How do you estimate the intensity of the signal produced in IonTorrent seq?

for example, if you get 1 base added and you only get a thousand hydrogen ions released and if you get 4 bases added one after another then you will get four thousand hydrogen ions released will produce a stronger signal which you can try to estimate. The downside is that the production of the signal is not a linear relationship. If 4x many hydrogen ions are released then in reality it does not give you 4x as much signal, instead you get a fraction of that- therefore, this has a high error rate.
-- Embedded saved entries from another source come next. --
//! Who may have their issues mirrored.
//!
//! The mode is chosen by configuration (`ONLY_REACT_TO`). Anything
//! unrecognised denies. Directory failures are returned as errors rather
//! than denials so a broken lookup is never mistaken for "not a member".

use crate::error::LookupError;
use crate::ports::directory::MembershipDirectory;

/// `ONLY_REACT_TO` value for [`PolicyMode::AllowAll`].
pub const FLAG_ONLY_REACT_TO_ALL: &str = "all";
/// `ONLY_REACT_TO` value for [`PolicyMode::AllowListedUsers`].
pub const FLAG_ONLY_REACT_TO_LISTED_USERS: &str = "listed-users";
/// `ONLY_REACT_TO` value for [`PolicyMode::AllowRepoTeamMembers`].
pub const FLAG_ONLY_REACT_TO_REPO_TEAM: &str = "repo-team";
/// `ONLY_REACT_TO` value for [`PolicyMode::AllowRepoOrgMembers`].
pub const FLAG_ONLY_REACT_TO_REPO_ORG: &str = "repo-org";

/// Access policy modes.
#[derive(Debug, Clone, PartialEq, Eq)]
pub enum PolicyMode {
    /// Every actor may bridge.
    AllowAll,
    /// Only the listed logins may bridge.
    AllowListedUsers(Vec<String>),
    /// Members of any team attached to the repository may bridge.
    AllowRepoTeamMembers,
    /// Members of the organisation owning the repository may bridge.
    AllowRepoOrgMembers,
    /// Unknown setting; nobody may bridge.
    Unrecognized(String),
}

impl PolicyMode {
    /// Interprets the `ONLY_REACT_TO` flag.
    ///
    /// `allowed_users` is a comma-separated login list, read only for
    /// `listed-users`.
    #[must_use]
    pub fn from_setting(flag: &str, allowed_users: Option<&str>) -> Self {
        match flag.trim() {
            FLAG_ONLY_REACT_TO_ALL => Self::AllowAll,
            FLAG_ONLY_REACT_TO_LISTED_USERS => Self::AllowListedUsers(
                allowed_users
                    .unwrap_or_default()
                    .split(',')
                    .map(str::trim)
                    .filter(|login| !login.is_empty())
                    .map(str::to_string)
                    .collect(),
            ),
            FLAG_ONLY_REACT_TO_REPO_TEAM => Self::AllowRepoTeamMembers,
            FLAG_ONLY_REACT_TO_REPO_ORG => Self::AllowRepoOrgMembers,
            other => Self::Unrecognized(other.to_string()),
        }
    }
}

/// Evaluates a [`PolicyMode`] for one actor.
#[derive(Debug, Clone)]
pub struct AccessPolicy {
    mode: PolicyMode,
}

impl AccessPolicy {
    /// Creates an evaluator for `mode`.
    #[must_use]
    pub fn new(mode: PolicyMode) -> Self {
        Self { mode }
    }

    /// Whether `actor` may mirror an issue opened on `repo` (`"org/repo"`).
    ///
    /// # Errors
    ///
    /// Returns the [`LookupError`] of the first directory lookup that fails.
    /// Team lookups stop at the first team containing `actor`.
    pub fn may_bridge(
        &self,
        actor: &str,
        repo: &str,
        directory: &dyn MembershipDirectory,
    ) -> Result<bool, LookupError> {
        match &self.mode {
            PolicyMode::AllowAll => {
                tracing::info!("All Issues are being bridged to Asana.");
                Ok(true)
            }
            PolicyMode::AllowListedUsers(logins) => {
                if logins.iter().any(|login| login == actor) {
                    tracing::info!("Issue actor {actor} is on the list of allowed users.");
                    Ok(true)
                } else {
                    deny()
                }
            }
            PolicyMode::AllowRepoTeamMembers => {
                for team in directory.repo_teams(repo).inspect_err(log_lookup_failure)? {
                    let members = directory.team_members(repo, &team).inspect_err(log_lookup_failure)?;
                    if members.iter().any(|login| login == actor) {
                        tracing::info!("Issue actor {actor} is on a team associated with the repo.");
                        return Ok(true);
                    }
                }
                deny()
            }
            PolicyMode::AllowRepoOrgMembers => {
                let org = repo.split('/').next().unwrap_or(repo);
                let members = directory.org_members(org).inspect_err(log_lookup_failure)?;
                if members.iter().any(|login| login == actor) {
                    tracing::info!("Issue actor {actor} is part of the {org} org that owns this repo.");
                    Ok(true)
                } else {
                    deny()
                }
            }
            PolicyMode::Unrecognized(flag) => {
                tracing::warn!(only_react_to = %flag, "Unrecognised policy mode; bridging is not allowed");
                Ok(false)
            }
        }
    }
}

fn deny() -> Result<bool, LookupError> {
    tracing::info!("Bridging this issue to Asana is not allowed");
    Ok(false)
}

fn log_lookup_failure(err: &LookupError) {
    tracing::error!("{err}");
}

#[cfg(test)]
mod tests {
    use super::*;
    use crate::adapters::replaying::ReplayingHttpTransport;
    use crate::cassette::format::Cassette;
    use crate::config::GithubConfig;
    use crate::github::GithubClient;

    const TEAMS: &str = r#"[
        {"id": 1, "node_id": "TESTVGVhbTE=", "members_url": "https://api.github.com/orgs/test/teams/team-one/members{/member}"},
        {"id": 99, "node_id": "TESTTWOhbTE=", "members_url": "https://api.github.com/orgs/test/teams/team-99/members{/member}"}
    ]"#;
    const TEAM_ONE: &str = r#"[{"login": "alice-mctest", "id": 1}, {"login": "bob-mctest", "id": 2}]"#;
    const TEAM_99: &str = r#"[{"login": "eve-mctest", "id": 33}, {"login": "alexander-testington", "id": 99}]"#;
    const ORG: &str = r#"[
        {"login": "professor-falken", "id": 1},
        {"login": "alexander-testington", "id": 34532454},
        {"login": "david-lightman", "id": 123131}
    ]"#;

    fn transport(responses: &[(u16, &str)]) -> ReplayingHttpTransport {
        let mut cassette = Cassette::new("policy", "test");
        for (status, body) in responses {
            cassette.push_http_response(*status, *body);
        }
        ReplayingHttpTransport::from_cassette(&cassette)
    }

    fn evaluate(
        mode: PolicyMode,
        actor: &str,
        responses: &[(u16, &str)],
    ) -> (Result<bool, LookupError>, Vec<String>) {
        let http = transport(responses);
        let config = GithubConfig::new(Some("test-token-for-github".into()));
        let github = GithubClient::new(&http, &config);
        let result = AccessPolicy::new(mode).may_bridge(actor, "example/luftballons", &github);
        (result, http.requests().into_iter().map(|r| r.url).collect())
    }

    #[test]
    fn parses_flags() {
        assert_eq!(PolicyMode::from_setting("all", None), PolicyMode::AllowAll);
        assert_eq!(PolicyMode::from_setting(" repo-team ", None), PolicyMode::AllowRepoTeamMembers);
        assert_eq!(PolicyMode::from_setting("repo-org", None), PolicyMode::AllowRepoOrgMembers);
        assert_eq!(
            PolicyMode::from_setting("listed-users", Some("alice, bob,,")),
            PolicyMode::AllowListedUsers(vec!["alice".into(), "bob".into()])
        );
        assert_eq!(
            PolicyMode::from_setting("not-a-recognised-value", None),
            PolicyMode::Unrecognized("not-a-recognised-value".into())
        );
    }

    #[test]
    fn allow_all_makes_no_lookups() {
        let (result, urls) = evaluate(PolicyMode::AllowAll, "x", &[]);
        assert!(result.unwrap());
        assert!(urls.is_empty());
    }

    #[test]
    fn listed_users() {
        let mode = PolicyMode::from_setting("listed-users", Some("alice,bob"));
        assert!(evaluate(mode.clone(), "alice", &[]).0.unwrap());
        assert!(!evaluate(mode, "carol", &[]).0.unwrap());
    }

    #[test]
    fn empty_allowlist_denies_everyone() {
        let mode = PolicyMode::from_setting("listed-users", None);
        assert!(!evaluate(mode, "alice", &[]).0.unwrap());
    }

    #[test]
    fn team_member_found_in_second_team() {
        let (result, urls) = evaluate(
            PolicyMode::AllowRepoTeamMembers,
            "alexander-testington",
            &[(200, TEAMS), (200, TEAM_ONE), (200, TEAM_99)],
        );
        assert!(result.unwrap());
        assert_eq!(
            urls,
            vec![
                "https://api.github.com/repos/example/luftballons/teams",
                "https://api.github.com/orgs/test/teams/team-one/members",
                "https://api.github.com/orgs/test/teams/team-99/members",
            ]
        );
    }

    #[test]
    fn team_lookup_stops_at_first_match() {
        let (result, urls) =
            evaluate(PolicyMode::AllowRepoTeamMembers, "alice-mctest", &[(200, TEAMS), (200, TEAM_ONE)]);
        assert!(result.unwrap());
        assert_eq!(urls.len(), 2);
    }

    #[test]
    fn non_member_of_any_team_is_denied() {
        let (result, urls) = evaluate(
            PolicyMode::AllowRepoTeamMembers,
            "username-notfound",
            &[(200, TEAMS), (200, TEAM_ONE), (200, TEAM_99)],
        );
        assert!(!result.unwrap());
        assert_eq!(urls.len(), 3);
    }

    #[test]
    fn teams_lookup_failure_is_fatal_after_one_call() {
        let (result, urls) =
            evaluate(PolicyMode::AllowRepoTeamMembers, "alexander-testington", &[(404, "Not Found")]);
        let err = result.unwrap_err();
        assert!(err.to_string().starts_with("Problem getting teams data for example/luftballons"));
        assert_eq!(urls.len(), 1);
    }

    #[test]
    fn team_members_lookup_failure_is_fatal() {
        let (result, urls) = evaluate(
            PolicyMode::AllowRepoTeamMembers,
            "alexander-testington",
            &[(200, TEAMS), (200, TEAM_ONE), (404, "Not Found")],
        );
        let err = result.unwrap_err();
        assert!(err.to_string().starts_with("Problem getting members data for a team of example/luftballons"));
        assert_eq!(urls.len(), 3);
    }

    #[test]
    fn org_membership() {
        let (result, urls) = evaluate(PolicyMode::AllowRepoOrgMembers, "alexander-testington", &[(200, ORG)]);
        assert!(result.unwrap());
        assert_eq!(urls, vec!["https://api.github.com/orgs/example/members"]);

        let (result, _) = evaluate(PolicyMode::AllowRepoOrgMembers, "not-in-this-repo", &[(200, ORG)]);
        assert!(!result.unwrap());
    }

    #[test]
    fn org_lookup_failure_is_fatal() {
        let (result, _) = evaluate(PolicyMode::AllowRepoOrgMembers, "alexander-testington", &[(404, "")]);
        assert!(result.unwrap_err().to_string().starts_with("Problem getting member data for example"));
    }

    #[test]
    fn unrecognised_mode_denies_without_lookups() {
        let (result, urls) = evaluate(PolicyMode::Unrecognized("nonsense".into()), "x", &[]);
        assert!(!result.unwrap());
        assert!(urls.is_empty());
    }

    #[test]
    fn membership_lookups_without_token_are_fatal_and_send_nothing() {
        for mode in [PolicyMode::AllowRepoOrgMembers, PolicyMode::AllowRepoTeamMembers] {
            let http = transport(&[(200, r#"[{"login": "public-member"}]"#)]);
            let config = GithubConfig::new(None);
            let github = GithubClient::new(&http, &config);

            let result = AccessPolicy::new(mode.clone()).may_bridge("private-member", "example/luftballons", &github);

            assert!(matches!(result, Err(LookupError::MissingToken { .. })), "{mode:?} gave {result:?}");
            assert!(http.requests().is_empty());
        }
    }
}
This method is however, reasonably priced and quick.

What is PacBio seq?

Pacific Biosciences sequencing Is a type of sequencing that is important for whole genome assembly or trying to workout a new organism

Briefly describe PacBio

- more modern - long read 1k-20kb - moderate random error rate (very high consensus accuracy due to lack of systematic error) - generates up to 20gb of data - expensive - gives a random error e.g if you copy the same piece of DNA 2x then you will get 2 diff random errors. = e.g if the DNA was copied a hundred times then you could build-up a very accurate copy

Why are illumina and short-read technologies said to have a bias towards the error?

E.g if they see CCCTC the short-read tech would make an error on the Cs so Doesn’t matter how much DNA is put in - you’ll get this bias

what kind of errors do long-reads produce? bias, random etc..

random errors